#### [WORK REQUIRED]
What is the number of lines in the entries that include the word "ClusterAccessor"? Respond with the number only.

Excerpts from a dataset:
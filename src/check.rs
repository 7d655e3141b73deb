//! Check capability and registry
//!
//! A check is an independent diagnostic probe with a stable identity and a
//! single `run` operation. The engine depends only on this trait; concrete
//! checks live in [`crate::checks`] and are assembled explicitly, never via
//! global registration.

use std::collections::HashSet;
use std::sync::Arc;

use crate::cluster::ClusterAccessor;
use crate::error::{AuditError, AuditResult};
use crate::models::{Category, CheckResult};

/// An independent diagnostic probe.
///
/// Checks are stateless between runs and are never mutated by the engine.
/// `run` returns the check's verdict; an `Err` means the check could not
/// complete at all, and the runner synthesizes a Critical result for it so
/// counts always reconcile.
pub trait Check: Send + Sync {
    /// Stable identity, unique within a registry, primary key for lookups.
    fn id(&self) -> &str;

    /// Display name.
    fn name(&self) -> &str;

    /// Grouping label.
    fn category(&self) -> Category;

    /// Execute the probe against the cluster.
    fn run(&self, cluster: &dyn ClusterAccessor) -> anyhow::Result<CheckResult>;
}

/// Ordered, deduplicated collection of checks.
#[derive(Default)]
pub struct CheckRegistry {
    checks: Vec<Arc<dyn Check>>,
    ids: HashSet<String>,
}

impl CheckRegistry {
    pub fn new() -> Self {
        Self::default()
    }

    /// Register one check. A duplicate ID is a construction-time error;
    /// it must surface before anything executes.
    pub fn add(&mut self, check: Arc<dyn Check>) -> AuditResult<()> {
        if !self.ids.insert(check.id().to_string()) {
            return Err(AuditError::DuplicateCheck {
                id: check.id().to_string(),
            });
        }
        self.checks.push(check);
        Ok(())
    }

    pub fn add_all(&mut self, checks: Vec<Arc<dyn Check>>) -> AuditResult<()> {
        for check in checks {
            self.add(check)?;
        }
        Ok(())
    }

    /// Non-destructive category filter preserving insertion order.
    /// An empty filter selects every check.
    pub fn filter(&self, categories: &[Category]) -> Vec<Arc<dyn Check>> {
        if categories.is_empty() {
            return self.checks.clone();
        }
        self.checks
            .iter()
            .filter(|c| categories.contains(&c.category()))
            .cloned()
            .collect()
    }

    pub fn len(&self) -> usize {
        self.checks.len()
    }

    pub fn is_empty(&self) -> bool {
        self.checks.is_empty()
    }

    /// Categories present in the registry, in first-seen order.
    pub fn categories(&self) -> Vec<Category> {
        let mut seen = Vec::new();
        for check in &self.checks {
            let category = check.category();
            if !seen.contains(&category) {
                seen.push(category);
            }
        }
        seen
    }
}

#[cfg(test)]
mod tests {
    use super::*;
    use crate::models::Status;

    struct FakeCheck {
        id: &'static str,
        category: &'static str,
    }

    impl Check for FakeCheck {
        fn id(&self) -> &str {
            self.id
        }

        fn name(&self) -> &str {
            self.id
        }

        fn category(&self) -> Category {
            Category::from(self.category)
        }

        fn run(&self, _cluster: &dyn ClusterAccessor) -> anyhow::Result<CheckResult> {
            Ok(CheckResult::new(
                self.id,
                self.id,
                self.category(),
                Status::Ok,
                "fine",
            ))
        }
    }

    fn fake(id: &'static str, category: &'static str) -> Arc<dyn Check> {
        Arc::new(FakeCheck { id, category })
    }

    #[test]
    fn add_rejects_duplicate_id() {
        let mut registry = CheckRegistry::new();
        registry.add(fake("a", "Cluster")).unwrap();
        let err = registry.add(fake("a", "Security")).unwrap_err();
        assert!(matches!(err, AuditError::DuplicateCheck { id } if id == "a"));
        assert_eq!(registry.len(), 1);
    }

    #[test]
    fn filter_empty_selects_all_in_order() {
        let mut registry = CheckRegistry::new();
        registry
            .add_all(vec![fake("a", "Cluster"), fake("b", "Security"), fake("c", "Cluster")])
            .unwrap();

        let selected = registry.filter(&[]);
        let ids: Vec<&str> = selected.iter().map(|c| c.id()).collect();
        assert_eq!(ids, vec!["a", "b", "c"]);
    }

    #[test]
    fn filter_by_category_preserves_insertion_order() {
        let mut registry = CheckRegistry::new();
        registry
            .add_all(vec![
                fake("a", "Cluster"),
                fake("b", "Security"),
                fake("c", "Cluster"),
                fake("d", "Storage"),
            ])
            .unwrap();

        let selected = registry.filter(&[Category::from("Cluster")]);
        let ids: Vec<&str> = selected.iter().map(|c| c.id()).collect();
        assert_eq!(ids, vec!["a", "c"]);
        // non-destructive
        assert_eq!(registry.len(), 4);
    }

    #[test]
    fn categories_are_first_seen_order() {
        let mut registry = CheckRegistry::new();
        registry
            .add_all(vec![fake("a", "Security"), fake("b", "Cluster"), fake("c", "Security")])
            .unwrap();
        let categories = registry.categories();
        assert_eq!(
            categories,
            vec![Category::from("Security"), Category::from("Cluster")]
        );
    }
}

#### [COMPLETED TASK]
3